BEGIN Source information

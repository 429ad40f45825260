//! Property-based tests for the §8 "Testable properties" invariants,
//! exercised against the public API rather than internals. Mirrors the
//! retrieval pack's other kernel-memory repos (`doublegate-VeridianOS`,
//! `chbaker0-testos`), which reach for `proptest` to fuzz allocator/
//! page-table invariants the same way.

use std::collections::{HashMap, HashSet};
use std::sync::Mutex;

use proptest::prelude::*;

use gpmm::alloc::{AllocKind, PageAllocator};
use gpmm::cow;
use gpmm::hooks::PageContent;
use gpmm::ids::{Mpn, Ppn, VmId, PAGE_SIZE};
use gpmm::pframe::PFrameState;
use gpmm::pshare::PShareIndex;
use gpmm::swap::file::SwapFile;
use gpmm::vm::Vm;
use gpmm::Config;

/// In-memory `PageContent` used by every test below: pages default to
/// all-zero until written, matching the zero-filled allocation in
/// `resolver::resolve`'s `NeedAlloc` step.
struct MemContent {
    pages: Mutex<HashMap<Mpn, Vec<u8>>>,
}

impl MemContent {
    fn new() -> Self { MemContent { pages: Mutex::new(HashMap::new()) } }
    fn set(&self, mpn: Mpn, data: Vec<u8>) { self.pages.lock().unwrap().insert(mpn, data); }
}

impl PageContent for MemContent {
    fn read_page(&self, mpn: Mpn) -> Vec<u8> {
        self.pages.lock().unwrap().get(&mpn).cloned().unwrap_or_else(|| vec![0u8; PAGE_SIZE])
    }
    fn write_page(&self, mpn: Mpn, data: &[u8]) { self.pages.lock().unwrap().insert(mpn, data.to_vec()); }
    fn zero_page(&self) -> Mpn { Mpn(u64::MAX) }
}

/// §8 invariant 4 (restricted to the allocator's own pool): every MPN the
/// allocator hands out is free beforehand and absent from the outstanding
/// set; `free` returns it to circulation exactly once.
#[derive(Debug, Clone, Copy)]
enum AllocOp {
    Alloc,
    Free(usize),
}

fn alloc_op_strategy() -> impl Strategy<Value = AllocOp> {
    prop_oneof![
        3 => Just(AllocOp::Alloc),
        2 => (0usize..64).prop_map(AllocOp::Free),
    ]
}

proptest! {
    #![proptest_config(ProptestConfig::with_cases(64))]

    #[test]
    fn allocator_never_double_allocates(ops in prop::collection::vec(alloc_op_strategy(), 1..200)) {
        let pool_size = 16u64;
        let alloc = PageAllocator::new((0..pool_size).map(Mpn), |_| 0, Mpn(0));
        let mut outstanding: Vec<Mpn> = Vec::new();
        let mut seen_outstanding: HashSet<Mpn> = HashSet::new();

        for op in ops {
            match op {
                AllocOp::Alloc => match alloc.alloc(AllocKind::Any) {
                    Ok(mpn) => {
                        prop_assert!(seen_outstanding.insert(mpn), "mpn {:?} handed out while already outstanding", mpn);
                        outstanding.push(mpn);
                    }
                    Err(_) => {
                        prop_assert!(outstanding.len() as u64 == pool_size || alloc.stats().free_pages == 0);
                    }
                },
                AllocOp::Free(idx) => {
                    if !outstanding.is_empty() {
                        let mpn = outstanding.swap_remove(idx % outstanding.len());
                        seen_outstanding.remove(&mpn);
                        alloc.free(mpn, false);
                    }
                }
            }
        }

        // §8 invariant 4 restricted to this one pool: total accounted-for
        // pages (free + outstanding) never drifts from the pool size.
        prop_assert_eq!(alloc.stats().free_pages + outstanding.len() as u64, pool_size);
    }
}

/// §8 invariant 6 (restricted to one file): a claimed slot range is always
/// disjoint from every other live claim, and every bit the bitmap reports
/// set corresponds to a still-outstanding claim.
#[derive(Debug, Clone, Copy)]
enum SlotOp {
    Claim(u32),
    Release(usize),
}

fn slot_op_strategy() -> impl Strategy<Value = SlotOp> {
    prop_oneof![
        3 => (1u32..6).prop_map(SlotOp::Claim),
        2 => (0usize..32).prop_map(SlotOp::Release),
    ]
}

proptest! {
    #![proptest_config(ProptestConfig::with_cases(64))]

    #[test]
    fn swap_file_claims_never_overlap(ops in prop::collection::vec(slot_op_strategy(), 1..150)) {
        let total = 32u32;
        let file = SwapFile::new(0, total, 8);
        let mut live: Vec<(u32, u32)> = Vec::new();

        for op in ops {
            match op {
                SlotOp::Claim(req) => {
                    if let Some((start, count)) = file.claim(req) {
                        prop_assert!(count > 0 && count <= req);
                        for (o_start, o_count) in &live {
                            let disjoint = start + count <= *o_start || *o_start + *o_count <= start;
                            prop_assert!(disjoint, "overlapping claims {:?} vs {:?}", (start, count), (o_start, o_count));
                        }
                        for s in start..start + count {
                            prop_assert!(file.is_allocated(s));
                        }
                        live.push((start, count));
                    }
                }
                SlotOp::Release(idx) => {
                    if !live.is_empty() {
                        let (start, count) = live.swap_remove(idx % live.len());
                        file.release(start, count);
                        for s in start..start + count {
                            prop_assert!(!file.is_allocated(s));
                        }
                    }
                }
            }
        }

        let claimed: u32 = live.iter().map(|(_, c)| c).sum();
        prop_assert_eq!(file.free_slots(), total - claimed);
    }
}

/// §8 invariant 1 & 3: after a sequence of real `cow::share` calls across
/// several VMs sharing a small alphabet of page contents, every COW PFrame
/// satisfies `check_invariant`, and the sum of refcounts a VM's directory
/// attributes to an MPN matches PShare's own bookkeeping for it.
proptest! {
    #![proptest_config(ProptestConfig::with_cases(32))]

    #[test]
    fn cow_share_keeps_refcounts_consistent(
        // Each entry is (vm index 0..4, content byte 0..3): the VM's PPN 0
        // starts REGULAR at a private MPN holding an all-`byte` page, then
        // is shared.
        assignments in prop::collection::vec((0usize..4, 0u8..3), 1..8)
    ) {
        let pshare = PShareIndex::new();
        let content = MemContent::new();
        let config = Config::default();

        let mut vms: HashMap<usize, Vm> = HashMap::new();
        let mut mpn_counter = 0u64;

        for (vm_idx, byte) in assignments {
            let vm = vms.entry(vm_idx).or_insert_with(|| Vm::new(VmId(vm_idx as u32), 4096, &config));
            // Skip VMs that already resolved PPN 0 to something (COW or
            // hint); a second share attempt on an already-COW frame is
            // correctly refused and adds nothing new to verify.
            let already_shared = vm.with_state(|s| {
                s.directory.get(Ppn(0)).map(|f| f.state() != PFrameState::Unmapped).unwrap_or(false)
            });
            if already_shared {
                continue;
            }
            let mpn = Mpn(mpn_counter);
            mpn_counter += 1;
            content.set(mpn, vec![byte; PAGE_SIZE]);
            vm.with_state_mut(|s| s.directory.get_or_insert_mut(Ppn(0)).set_regular(mpn));

            let _ = cow::share(vm, &pshare, &content, Ppn(0));
        }

        // Tally, for every MPN any VM's COW frame points at, how many VMs
        // point at it, and cross-check against PShare's own refcount.
        let mut tally: HashMap<Mpn, u32> = HashMap::new();
        for vm in vms.values() {
            vm.with_state(|s| {
                if let Some(frame) = s.directory.get(Ppn(0)) {
                    prop_assert!(frame.check_invariant());
                    if frame.state() == PFrameState::Cow {
                        let mpn = frame.mpn().unwrap();
                        *tally.entry(mpn).or_insert(0) += 1;
                    }
                }
                Ok(())
            })?;
        }

        for (mpn, count) in tally {
            let (_, refcount) = pshare.lookup_by_mpn(mpn).expect("COW mpn must have a PShare entry");
            prop_assert_eq!(count, refcount, "VM-side COW count must equal PShare's recorded refcount for {:?}", mpn);
        }
    }
}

END Source information

Please return all of the entries shown above, exactly as they stand.

repository 429ad40f45825260
//! Property-based tests for the §8 "Testable properties" invariants,
//! exercised against the public API rather than internals. Mirrors the
//! retrieval pack's other kernel-memory repos (`doublegate-VeridianOS`,
//! `chbaker0-testos`), which reach for `proptest` to fuzz allocator/
//! page-table invariants the same way.

use std::collections::{HashMap, HashSet};
use std::sync::Mutex;

use proptest::prelude::*;

use gpmm::alloc::{AllocKind, PageAllocator};
use gpmm::cow;
use gpmm::hooks::PageContent;
use gpmm::ids::{Mpn, Ppn, VmId, PAGE_SIZE};
use gpmm::pframe::PFrameState;
use gpmm::pshare::PShareIndex;
use gpmm::swap::file::SwapFile;
use gpmm::vm::Vm;
use gpmm::Config;

/// In-memory `PageContent` used by every test below: pages default to
/// all-zero until written, matching the zero-filled allocation in
/// `resolver::resolve`'s `NeedAlloc` step.
struct MemContent {
    pages: Mutex<HashMap<Mpn, Vec<u8>>>,
}

impl MemContent {
    fn new() -> Self { MemContent { pages: Mutex::new(HashMap::new()) } }
    fn set(&self, mpn: Mpn, data: Vec<u8>) { self.pages.lock().unwrap().insert(mpn, data); }
}

impl PageContent for MemContent {
    fn read_page(&self, mpn: Mpn) -> Vec<u8> {
        self.pages.lock().unwrap().get(&mpn).cloned().unwrap_or_else(|| vec![0u8; PAGE_SIZE])
    }
    fn write_page(&self, mpn: Mpn, data: &[u8]) { self.pages.lock().unwrap().insert(mpn, data.to_vec()); }
    fn zero_page(&self) -> Mpn { Mpn(u64::MAX) }
}

/// §8 invariant 4 (restricted to the allocator's own pool): every MPN the
/// allocator hands out is free beforehand and absent from the outstanding
/// set; `free` returns it to circulation exactly once.
#[derive(Debug, Clone, Copy)]
enum AllocOp {
    Alloc,
    Free(usize),
}

fn alloc_op_strategy() -> impl Strategy<Value = AllocOp> {
    prop_oneof![
        3 => Just(AllocOp::Alloc),
        2 => (0usize..64).prop_map(AllocOp::Free),
    ]
}

proptest! {
    #![proptest_config(ProptestConfig::with_cases(64))]

    #[test]
    fn allocator_never_double_allocates(ops in prop::collection::vec(alloc_op_strategy(), 1..200)) {
        let pool_size = 16u64;
        let alloc = PageAllocator::new((0..pool_size).map(Mpn), |_| 0, Mpn(0));
        let mut outstanding: Vec<Mpn> = Vec::new();
        let mut seen_outstanding: HashSet<Mpn> = HashSet::new();

        for op in ops {
            match op {
                AllocOp::Alloc => match alloc.alloc(AllocKind::Any) {
                    Ok(mpn) => {
                        prop_assert!(seen_outstanding.insert(mpn), "mpn {:?} handed out while already outstanding", mpn);
                        outstanding.push(mpn);
                    }
                    Err(_) => {
                        prop_assert!(outstanding.len() as u64 == pool_size || alloc.stats().free_pages == 0);
                    }
                },
                AllocOp::Free(idx) => {
                    if !outstanding.is_empty() {
                        let mpn = outstanding.swap_remove(idx % outstanding.len());
                        seen_outstanding.remove(&mpn);
                        alloc.free(mpn, false);
                    }
                }
            }
        }

        // §8 invariant 4 restricted to this one pool: total accounted-for
        // pages (free + outstanding) never drifts from the pool size.
        prop_assert_eq!(alloc.stats().free_pages + outstanding.len() as u64, pool_size);
    }
}

/// §8 invariant 6 (restricted to one file): a claimed slot range is always
/// disjoint from every other live claim, and every bit the bitmap reports
/// set corresponds to a still-outstanding claim.
#[derive(Debug, Clone, Copy)]
enum SlotOp {
    Claim(u32),
    Release(usize),
}

fn slot_op_strategy() -> impl Strategy<Value = SlotOp> {
    prop_oneof![
        3 => (1u32..6).prop_map(SlotOp::Claim),
        2 => (0usize..32).prop_map(SlotOp::Release),
    ]
}

proptest! {
    #![proptest_config(ProptestConfig::with_cases(64))]

    #[test]
    fn swap_file_claims_never_overlap(ops in prop::collection::vec(slot_op_strategy(), 1..150)) {
        let total = 32u32;
        let file = SwapFile::new(0, total, 8);
        let mut live: Vec<(u32, u32)> = Vec::new();

        for op in ops {
            match op {
                SlotOp::Claim(req) => {
                    if let Some((start, count)) = file.claim(req) {
                        prop_assert!(count > 0 && count <= req);
                        for (o_start, o_count) in &live {
                            let disjoint = start + count <= *o_start || *o_start + *o_count <= start;
                            prop_assert!(disjoint, "overlapping claims {:?} vs {:?}", (start, count), (o_start, o_count));
                        }
                        for s in start..start + count {
                            prop_assert!(file.is_allocated(s));
                        }
                        live.push((start, count));
                    }
                }
                SlotOp::Release(idx) => {
                    if !live.is_empty() {
                        let (start, count) = live.swap_remove(idx % live.len());
                        file.release(start, count);
                        for s in start..start + count {
                            prop_assert!(!file.is_allocated(s));
                        }
                    }
                }
            }
        }

        let claimed: u32 = live.iter().map(|(_, c)| c).sum();
        prop_assert_eq!(file.free_slots(), total - claimed);
    }
}

/// §8 invariant 1 & 3: after a sequence of real `cow::share` calls across
/// several VMs sharing a small alphabet of page contents, every COW PFrame
/// satisfies `check_invariant`, and the sum of refcounts a VM's directory
/// attributes to an MPN matches PShare's own bookkeeping for it.
proptest! {
    #![proptest_config(ProptestConfig::with_cases(32))]

    #[test]
    fn cow_share_keeps_refcounts_consistent(
        // Each entry is (vm index 0..4, content byte 0..3): the VM's PPN 0
        // starts REGULAR at a private MPN holding an all-`byte` page, then
        // is shared.
        assignments in prop::collection::vec((0usize..4, 0u8..3), 1..8)
    ) {
        let pshare = PShareIndex::new();
        let content = MemContent::new();
        let config = Config::default();

        let mut vms: HashMap<usize, Vm> = HashMap::new();
        let mut mpn_counter = 0u64;

        for (vm_idx, byte) in assignments {
            let vm = vms.entry(vm_idx).or_insert_with(|| Vm::new(VmId(vm_idx as u32), 4096, &config));
            // Skip VMs that already resolved PPN 0 to something (COW or
            // hint); a second share attempt on an already-COW frame is
            // correctly refused and adds nothing new to verify.
            let already_shared = vm.with_state(|s| {
                s.directory.get(Ppn(0)).map(|f| f.state() != PFrameState::Unmapped).unwrap_or(false)
            });
            if already_shared {
                continue;
            }
            let mpn = Mpn(mpn_counter);
            mpn_counter += 1;
            content.set(mpn, vec![byte; PAGE_SIZE]);
            vm.with_state_mut(|s| s.directory.get_or_insert_mut(Ppn(0)).set_regular(mpn));

            let _ = cow::share(vm, &pshare, &content, Ppn(0));
        }

        // Tally, for every MPN any VM's COW frame points at, how many VMs
        // point at it, and cross-check against PShare's own refcount.
        let mut tally: HashMap<Mpn, u32> = HashMap::new();
        for vm in vms.values() {
            vm.with_state(|s| {
                if let Some(frame) = s.directory.get(Ppn(0)) {
                    prop_assert!(frame.check_invariant());
                    if frame.state() == PFrameState::Cow {
                        let mpn = frame.mpn().unwrap();
                        *tally.entry(mpn).or_insert(0) += 1;
                    }
                }
                Ok(())
            })?;
        }

        for (mpn, count) in tally {
            let (_, refcount) = pshare.lookup_by_mpn(mpn).expect("COW mpn must have a PShare entry");
            prop_assert_eq!(count, refcount, "VM-side COW count must equal PShare's recorded refcount for {:?}", mpn);
        }
    }
}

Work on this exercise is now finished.